- Opening Delimiter -
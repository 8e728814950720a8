use crate::provenance::Provenance;
use confsync_config::{Environment, Folder};
use derive_more::Display;

/// One of the three places a configuration file can live.
#[derive(Debug, Display, Clone, Copy, PartialEq, Eq, Hash)]
pub enum Backend {
    #[display("local")]
    Local,
    #[display("object-store")]
    ObjectStore,
    #[display("vcs")]
    Vcs,
}

impl Backend {
    /// Identifier this backend's system is known by in provenance tags.
    ///
    /// The local tree is a checkout of the VCS repository, so both share one.
    pub fn system(&self) -> &'static str {
        match self {
            Self::Local | Self::Vcs => "github",
            Self::ObjectStore => "s3",
        }
    }
}

/// Everything needed to apply one decision to one file.
///
/// Built per event or per tracked file and dropped afterwards.
#[derive(Debug, Clone)]
pub struct SyncRecord {
    pub environment: Environment,
    pub folder: String,
    pub file: String,
    pub source: Backend,
    pub destination: Backend,
    /// Source content; absent when the source does not exist.
    pub content: Option<Vec<u8>>,
    /// SHA-256 of `content`.
    pub content_hash: Option<String>,
    pub provenance: Option<Provenance>,
    /// Key, repository path or local path (relative to the local root).
    pub destination_path: String,
    /// Blob SHA of the existing VCS file, required to update or delete it.
    pub destination_version: Option<String>,
    /// Environment the content was copied from, when it is not `environment`.
    pub copied_from: Option<Environment>,
}

impl SyncRecord {
    pub fn new(
        environment: Environment,
        folder: impl Into<String>,
        file: impl Into<String>,
        source: Backend,
        destination: Backend,
        destination_path: impl Into<String>,
    ) -> Self {
        Self {
            environment,
            folder: folder.into(),
            file: file.into(),
            source,
            destination,
            content: None,
            content_hash: None,
            provenance: None,
            destination_path: destination_path.into(),
            destination_version: None,
            copied_from: None,
        }
    }

    /// Attach the source content, hashing it with SHA-256.
    pub fn with_content(mut self, content: Vec<u8>) -> Self {
        self.content_hash = Some(confsync_storage::fingerprint::content_hash(&content));
        self.content = Some(content);
        self
    }

    pub fn with_provenance(mut self, provenance: Option<Provenance>) -> Self {
        self.provenance = provenance;
        self
    }

    pub fn with_destination_version(mut self, version: Option<String>) -> Self {
        self.destination_version = version;
        self
    }

    pub fn copied_from(mut self, environment: Environment) -> Self {
        self.copied_from = Some(environment);
        self
    }
}

/// One tracked file of one folder, with its locations for an environment.
#[derive(Debug, Clone)]
pub(crate) struct TrackedPath {
    pub folder: String,
    pub file: String,
    /// Object key.
    pub key: String,
    /// Path under the local root, which is also the repository path.
    pub local: String,
}

/// Every tracked file of `environment`, restricted to `only` when given.
pub(crate) fn tracked_paths<'a>(
    folders: impl IntoIterator<Item = &'a Folder>,
    environment: Environment,
    only: Option<&str>,
) -> Vec<TrackedPath> {
    folders
        .into_iter()
        .filter(|folder| only.is_none_or(|name| folder.name == name))
        .flat_map(|folder| {
            folder.files.iter().filter_map(move |file| {
                Some(TrackedPath {
                    folder: folder.name.clone(),
                    file: file.name.clone(),
                    key: folder.object_key(environment, &file.name)?,
                    local: folder.local_file(environment, &file.name)?,
                })
            })
        })
        .collect()
}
- Closing Delimiter -
### EXERCISE PROMPT
Search the data for the string "only". List each line that has it.

### WRITTEN REPLY
/// Every tracked file of `environment`, restricted to `only` when given.
    only: Option<&str>,
        .filter(|folder| only.is_none_or(|name| folder.name == name))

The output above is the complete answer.